Le service comptable à la rescousse!
On pourrait croire que la solution à un tel problème soit hors de la portée de nos PME. Ce n’est heureusement pas le cas. Le début de la solution à ce problème est déjà présent dans l’ensemble de nos PME. Il s’agit du service comptable par lequel transite la majeure partie de l’information/ documentation qui doit figurer dans ce qu’il convient d’appeler le grand livre juridique d’une entreprise. À l’instar du grand livre comptable, vers lequel convergent tous les registres comptables d’une entreprise et grâce auquel on peut dresser son bilan et ses états financiers, il est possible pour le service comptable d’une entreprise de contribuer aussi à la mise sur pied d’une telle centrale d’information/documentation, à partir de laquelle pourra s’amorcer la gestion juridique de cette dernière.
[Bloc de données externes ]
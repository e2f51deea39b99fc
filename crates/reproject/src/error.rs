//! Error types for reprojection.

use projection::ProjectionError;
use raster_common::{PixelType, RasterError};
use thiserror::Error;

/// Errors that can occur while planning or running a reprojection.
#[derive(Error, Debug)]
pub enum ReprojectError {
    /// Invalid configuration or request (bad sizes, unknown names).
    #[error("configuration error: {0}")]
    Config(String),

    /// A projection could not be built.
    #[error("projection error: {0}")]
    Projection(#[from] ProjectionError),

    /// Source and destination chunks hold different sample types.
    #[error("pixel type mismatch: source {source_type}, destination {destination_type}")]
    PixelTypeMismatch {
        source_type: PixelType,
        destination_type: PixelType,
    },

    /// A partition request that cannot be satisfied.
    #[error("partition error: {0}")]
    Partition(String),

    /// A collective operation failed or the group was aborted.
    #[error("coordination error: {0}")]
    Coordination(#[from] CoordinationError),

    /// Raster geometry error.
    #[error("raster error: {0}")]
    Raster(#[from] RasterError),
}

impl ReprojectError {
    /// Create a Config error.
    pub fn config(msg: impl Into<String>) -> Self {
        Self::Config(msg.into())
    }

    /// Create a Partition error.
    pub fn partition(msg: impl Into<String>) -> Self {
        Self::Partition(msg.into())
    }
}

/// Failures of the process-group collectives.
#[derive(Error, Debug, Clone, PartialEq, Eq)]
pub enum CoordinationError {
    /// Some rank aborted the group.
    #[error("process group aborted: {0}")]
    Aborted(String),

    /// A rank outside `0..size` was named.
    #[error("invalid rank {rank} for a group of {size}")]
    InvalidRank { rank: usize, size: usize },

    /// Payload could not be encoded or decoded.
    #[error("payload error: {0}")]
    Payload(String),
}

impl From<serde_json::Error> for CoordinationError {
    fn from(err: serde_json::Error) -> Self {
        Self::Payload(err.to_string())
    }
}

/// Result type for reprojection operations.
pub type Result<T> = std::result::Result<T, ReprojectError>;
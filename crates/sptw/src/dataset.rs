//! GeoTIFF reading for source rasters.
//!
//! Rasters in the positioned layout are read a region at a time straight
//! from the file. Anything else the `tiff` decoder understands
//! (compressed, multi-strip) is decoded whole on first access.

use std::fs::File;
use std::io::{BufReader, Read, Seek, SeekFrom};
use std::path::{Path, PathBuf};
use std::sync::Arc;

use projection::Projection;
use raster_common::{Area, GeoTransform, PixelType};
use reproject::{PixelBuffer, RasterChunk};
use tiff::decoder::{Decoder, DecodingResult, Limits};
use tracing::{debug, warn};

use crate::error::{Result, SptwError};
use crate::geotiff::{native_byte_order, read_geotransform, read_projection_text};
use crate::ptiff::StripLayout;

enum Storage {
    /// Pixels read from the file on demand.
    Strips,
    /// Pixels decoded on first access.
    Decoded(Option<PixelBuffer>),
}

/// A GeoTIFF opened for reading.
pub struct RasterDataset {
    path: PathBuf,
    reader: BufReader<File>,
    layout: StripLayout,
    geotransform: GeoTransform,
    projection_text: Option<String>,
    storage: Storage,
}

impl std::fmt::Debug for RasterDataset {
    fn fmt(&self, f: &mut std::fmt::Formatter<'_>) -> std::fmt::Result {
        f.debug_struct("RasterDataset")
            .field("path", &self.path)
            .field("layout", &self.layout)
            .field("geotransform", &self.geotransform)
            .field("projection_text", &self.projection_text)
            .finish()
    }
}

impl RasterDataset {
    pub fn open(path: impl AsRef<Path>) -> Result<Self> {
        let path = path.as_ref().to_path_buf();
        let mut reader = BufReader::new(File::open(&path)?);
        let native = native_byte_order(&mut reader)?;
        reader.seek(SeekFrom::Start(0))?;

        let mut decoder = Decoder::new(BufReader::new(File::open(&path)?))?;
        let (layout, direct) = StripLayout::from_decoder(&mut decoder)?;
        let geotransform = match read_geotransform(&mut decoder)? {
            Some(gt) => gt,
            None => {
                warn!(path = %path.display(), "Raster has no georeferencing, using pixel coordinates");
                GeoTransform::north_up(0.0, 0.0, 1.0)
            }
        };
        let projection_text = read_projection_text(&mut decoder);

        let storage = if direct && native {
            Storage::Strips
        } else {
            Storage::Decoded(None)
        };
        debug!(
            path = %path.display(),
            columns = layout.column_count,
            rows = layout.row_count,
            bands = layout.band_count,
            pixel_type = %layout.pixel_type,
            direct = matches!(storage, Storage::Strips),
            "Raster opened for reading"
        );

        Ok(Self {
            path,
            reader,
            layout,
            geotransform,
            projection_text,
            storage,
        })
    }

    pub fn column_count(&self) -> u64 {
        self.layout.column_count
    }

    pub fn row_count(&self) -> u64 {
        self.layout.row_count
    }

    pub fn band_count(&self) -> usize {
        self.layout.band_count
    }

    pub fn pixel_type(&self) -> PixelType {
        self.layout.pixel_type
    }

    pub fn geotransform(&self) -> &GeoTransform {
        &self.geotransform
    }

    /// WKT or PROJ text stored in GeoAsciiParams, if any.
    pub fn projection_text(&self) -> Option<&str> {
        self.projection_text.as_deref()
    }

    /// The whole raster as a pixel area.
    pub fn area(&self) -> Area {
        self.layout.area()
    }

    /// Interleaved pixels of `area`, row by row.
    pub fn read_region(&mut self, area: &Area) -> Result<PixelBuffer> {
        if area.is_invalid()
            || area.last_column() >= self.layout.column_count
            || area.last_row() >= self.layout.row_count
        {
            return Err(SptwError::bad_argument(format!(
                "area {area} outside the {}x{} raster",
                self.layout.column_count, self.layout.row_count
            )));
        }

        match &mut self.storage {
            Storage::Strips => {
                let ranges = self.layout.area_byte_ranges(area)?;
                let total: u64 = ranges.iter().map(|r| r.end - r.start).sum();
                let mut bytes = vec![0u8; total as usize];
                let mut filled = 0usize;
                for range in ranges {
                    let len = (range.end - range.start) as usize;
                    self.reader.seek(SeekFrom::Start(range.start))?;
                    self.reader.read_exact(&mut bytes[filled..filled + len])?;
                    filled += len;
                }
                Ok(PixelBuffer::from_bytes(self.layout.pixel_type, &bytes)?)
            }
            Storage::Decoded(cache) => {
                if cache.is_none() {
                    let all = decode_all(&self.path)?;
                    let expected = self.layout.row_bytes() * self.layout.row_count;
                    if (all.as_bytes().len() as u64) < expected
                        || all.pixel_type() != Some(self.layout.pixel_type)
                    {
                        return Err(SptwError::layout("decoded image does not match its tags"));
                    }
                    *cache = Some(all);
                }
                let Some(all) = cache.as_ref() else {
                    return Err(SptwError::layout("raster could not be decoded"));
                };
                let pixel_bytes = self.layout.pixel_bytes() as usize;
                let row_bytes = self.layout.row_bytes() as usize;
                let source = all.as_bytes();
                let mut bytes = Vec::with_capacity(area.pixel_count() as usize * pixel_bytes);
                for row in area.first_row()..=area.last_row() {
                    let start = row as usize * row_bytes + area.first_column() as usize * pixel_bytes;
                    let len = area.column_count() as usize * pixel_bytes;
                    bytes.extend_from_slice(&source[start..start + len]);
                }
                Ok(PixelBuffer::from_bytes(self.layout.pixel_type, &bytes)?)
            }
        }
    }

    /// A chunk over `area` holding its pixels, georeferenced in
    /// `projection`.
    pub fn read_chunk(&mut self, area: &Area, projection: Arc<Projection>) -> Result<RasterChunk> {
        let pixels = self.read_region(area)?;
        Ok(RasterChunk::with_pixels(
            area,
            &self.geotransform,
            self.layout.band_count,
            projection,
            pixels,
        )?)
    }
}

/// Decode every pixel of the first image in `path`.
fn decode_all(path: &Path) -> Result<PixelBuffer> {
    let file = File::open(path)?;
    let mut limits = Limits::default();
    limits.decoding_buffer_size = usize::MAX;
    limits.intermediate_buffer_size = usize::MAX;
    limits.ifd_value_size = usize::MAX;
    let mut decoder = Decoder::new(BufReader::new(file))?.with_limits(limits);

    let pixels = match decoder.read_image()? {
        DecodingResult::U8(data) => PixelBuffer::U8(data),
        DecodingResult::U16(data) => PixelBuffer::U16(data),
        DecodingResult::I16(data) => PixelBuffer::I16(data),
        DecodingResult::U32(data) => PixelBuffer::U32(data),
        DecodingResult::I32(data) => PixelBuffer::I32(data),
        DecodingResult::F32(data) => PixelBuffer::F32(data),
        DecodingResult::F64(data) => PixelBuffer::F64(data),
        _ => return Err(SptwError::layout("unsupported sample type")),
    };
    debug!(path = %path.display(), samples = pixels.len(), "Raster decoded");
    Ok(pixels)
}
Pour ce faire, il suffit pour le service comptable de créer des copies des documents importants qu’ils conservent dans les dossiers comptables de l’entreprise et de les intégrer dans un système d’archivage conçu spécifiquement pour le suivi juridique d’une entreprise, c’est-à-dire en fonction de chacune des composantes juridiques d’une entreprise. L’entreprise peut se créer son propre système à l’interne où encore faire appel à un classeur conçu à une telle fin. Il est également possible de mettre sur pied un système de fichiers électroniques dans lequel on archive des copies numérisées de tels documents.
Conclusion
Comme on peut le constater, il est désormais possible de confier au service comptable d’une entreprise un nouveau rôle qui s’inscrit très bien dans son fonctionnement actuel, c’est-à-dire celui d’alimenter une nouvelle centrale d’information/documentation qui constitue le point de départ idéal de la veille juridique en entreprise. Grâce à une telle centrale, les administrateurs, cadres, dirigeants, consultants et juristes auront ainsi, moyennant un coût très abordable, un accès rapide à toute l’information/documentation qu’il leur faut pour veiller au suivi juridique d’une entreprise.